Dating in your 40’s is different from when you were wild and adventurous in your 20’s.
Being much older, you are wiser, financially stable and probably considering serious arrangements that will lead to marriage.
At this age, playing games when it comes to matters of the heart are no longer the tune you dance to.
You want to get it right especially if you’re coming from a failed relationship or marriage.
And if children are involved, dating gets complicated even more. You have to factor in whether the partner you will get will be comfortable being a step-parent or not and whether they will be able to accommodate your ex with whom you are co-parenting with.
What if you don’t have any children but your new partner comes with children?
Here are some useful dating tips worth looking into if you are considering getting into a relationship at this stage in life:
1. Children matter
Whether or not you have children will definitely have an effect on your dating.
If you meet a person who has kids, he or she may not want to have more yet you may want to have get children.
These differing opinions may throw a hammer in the works and might even render the two of you incompatible.
If your ex is also constantly in the picture, this may not sit well with your potential partner.
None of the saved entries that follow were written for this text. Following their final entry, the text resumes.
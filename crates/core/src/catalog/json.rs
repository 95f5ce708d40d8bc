//! JSON-file-backed order catalog.

use std::collections::BTreeMap;
use std::path::{Path, PathBuf};
use std::sync::{Mutex, MutexGuard};

use chrono::{DateTime, Utc};
use tracing::debug;

use crate::order::{AdjustmentState, Order, OrderSnapshot, StateChange};
use crate::persist::{read_json, write_json};

use super::{CatalogError, MergeOutcome, OrderCatalog, OrderFilter, Transition};

/// Order catalog stored as one pretty-printed JSON object keyed by order ID.
///
/// The whole map is rewritten atomically after every mutation, and the
/// in-memory copy is only updated once the write has landed, so memory and
/// disk never disagree.
pub struct JsonOrderCatalog {
    path: PathBuf,
    orders: Mutex<BTreeMap<String, Order>>,
}

impl JsonOrderCatalog {
    /// Open the catalog at `path`, starting empty if the file does not exist.
    pub fn open(path: &Path) -> Result<Self, CatalogError> {
        let orders: BTreeMap<String, Order> = read_json(path)?.unwrap_or_default();
        debug!("Loaded {} orders from {}", orders.len(), path.display());
        Ok(Self {
            path: path.to_path_buf(),
            orders: Mutex::new(orders),
        })
    }

    pub fn path(&self) -> &Path {
        &self.path
    }

    fn lock(&self) -> MutexGuard<'_, BTreeMap<String, Order>> {
        self.orders.lock().unwrap_or_else(|e| e.into_inner())
    }

    /// Write `updated` to disk, then install it as the in-memory state.
    fn commit(
        &self,
        guard: &mut MutexGuard<'_, BTreeMap<String, Order>>,
        updated: BTreeMap<String, Order>,
    ) -> Result<(), CatalogError> {
        write_json(&self.path, &updated, "order catalog")?;
        **guard = updated;
        Ok(())
    }
}

impl OrderCatalog for JsonOrderCatalog {
    fn get(&self, id: &str) -> Result<Option<Order>, CatalogError> {
        Ok(self.lock().get(id).cloned())
    }

    fn list(&self, filter: &OrderFilter) -> Result<Vec<Order>, CatalogError> {
        let mut orders: Vec<Order> = self
            .lock()
            .values()
            .filter(|o| filter.matches(o))
            .cloned()
            .collect();

        orders.sort_by(|a, b| {
            a.purchase_date
                .cmp(&b.purchase_date)
                .then_with(|| a.id.cmp(&b.id))
        });

        if filter.limit > 0 {
            orders.truncate(filter.limit);
        }
        Ok(orders)
    }

    fn count(&self, filter: &OrderFilter) -> Result<usize, CatalogError> {
        Ok(self.lock().values().filter(|o| filter.matches(o)).count())
    }

    fn reload(&self) -> Result<(), CatalogError> {
        let orders: BTreeMap<String, Order> = read_json(&self.path)?.unwrap_or_default();
        let mut guard = self.lock();
        if *guard != orders {
            debug!(
                "Catalog changed on disk: {} -> {} orders",
                guard.len(),
                orders.len()
            );
        }
        *guard = orders;
        Ok(())
    }

    fn merge_snapshot(
        &self,
        snapshot: OrderSnapshot,
        now: DateTime<Utc>,
    ) -> Result<MergeOutcome, CatalogError> {
        let mut guard = self.lock();

        let Some(existing) = guard.get(&snapshot.id) else {
            let mut updated = guard.clone();
            updated.insert(snapshot.id.clone(), Order::from_snapshot(snapshot, now));
            self.commit(&mut guard, updated)?;
            return Ok(MergeOutcome::Created);
        };

        if existing.is_terminal() {
            return Ok(MergeOutcome::Frozen);
        }

        let mut order = existing.clone();
        order.current_price = snapshot.current_price;
        if snapshot.tracking_ref.is_some() {
            order.tracking_ref = snapshot.tracking_ref;
        }
        if snapshot.item_count.is_some() {
            order.item_count = snapshot.item_count;
        }

        if order == *existing {
            return Ok(MergeOutcome::Unchanged);
        }

        order.updated_at = now;
        let mut updated = guard.clone();
        updated.insert(order.id.clone(), order);
        self.commit(&mut guard, updated)?;
        Ok(MergeOutcome::Refreshed)
    }

    fn transition(
        &self,
        id: &str,
        transition: Transition,
        now: DateTime<Utc>,
    ) -> Result<Order, CatalogError> {
        let mut guard = self.lock();
        let existing = guard
            .get(id)
            .ok_or_else(|| CatalogError::NotFound(id.to_string()))?;
        let from = existing.adjustment_state;

        if from == transition.to
            && existing.reason == transition.reason
            && transition.to != AdjustmentState::Attempted
        {
            return Ok(existing.clone());
        }

        let changes_state = from != transition.to || transition.to == AdjustmentState::Attempted;
        if from.is_terminal() || (changes_state && !from.can_transition_to(transition.to)) {
            return Err(CatalogError::InvalidTransition {
                order_id: id.to_string(),
                from,
                to: transition.to,
            });
        }

        let mut order = existing.clone();
        if transition.to == AdjustmentState::Attempted {
            order.attempt_count += 1;
            order.last_attempt_at = Some(now);
        }
        if transition.refund_amount.is_some() {
            order.refund_amount = transition.refund_amount;
        }
        if transition.tracking_ref.is_some() {
            order.tracking_ref = transition.tracking_ref;
        }
        if from != transition.to {
            order.history.push(StateChange {
                state: transition.to,
                at: now,
                reason: transition.reason.clone(),
            });
        }
        order.adjustment_state = transition.to;
        order.reason = transition.reason;
        order.updated_at = now;

        let mut updated = guard.clone();
        updated.insert(order.id.clone(), order.clone());
        self.commit(&mut guard, updated)?;

        debug!("Order {}: {} -> {}", id, from, order.adjustment_state);
        Ok(order)
    }
}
There is also the issue of raising young kids and then there is the finances involved.
2. Manage your expectations
It is very different for men and women looking for a partner in their 40’s. The playing ground is not leveled and to be honest, the younger have more options. And then there is gender.
A man in his 40’s is more mature and in a much better position financially. This makes him more attractive to women in their late 20’s and 30’s looking to settle down. And should he want more children, he may even go for a younger woman.
On the other hand, women will find it difficult to pair up because she may have children already and could be already leaving the safe pregnancy window. Should a man want more children she may not be able to fulfil his desire.
3. Stay away from dating apps
Unless you want to have one-night stands and short-lived flings that never go anywhere, avoid dating apps like a plague.
Most people in these apps are out to have fun and rarely will you find genuine connections unless you pay for match making sites and hope that they work in your favor.
4. Leave your dirty laundry out
The fastest way to suck the energy out of a date is by advertising your problems. This makes your life look chaotic and unstable.
Leave your baby mama drama and how you were cheated on out. No matter how minor it may be like a bad boss or how your landlord is giving you hell, your potential new partner doesn’t need to hear all that on the first date.
Give priority to getting to know each other first then open up gradually. Let it flow.
5. Reveal your expectations
To avoid wasting time and knowing whether the other person is looking for what you are, you may want to consider being open about your dating goals.
If they don’t like it, well. You have one less person to worry about.
At 40, your tolerance for nonsense is diminishing, so be clear about what you don’t like and what you’re interested in.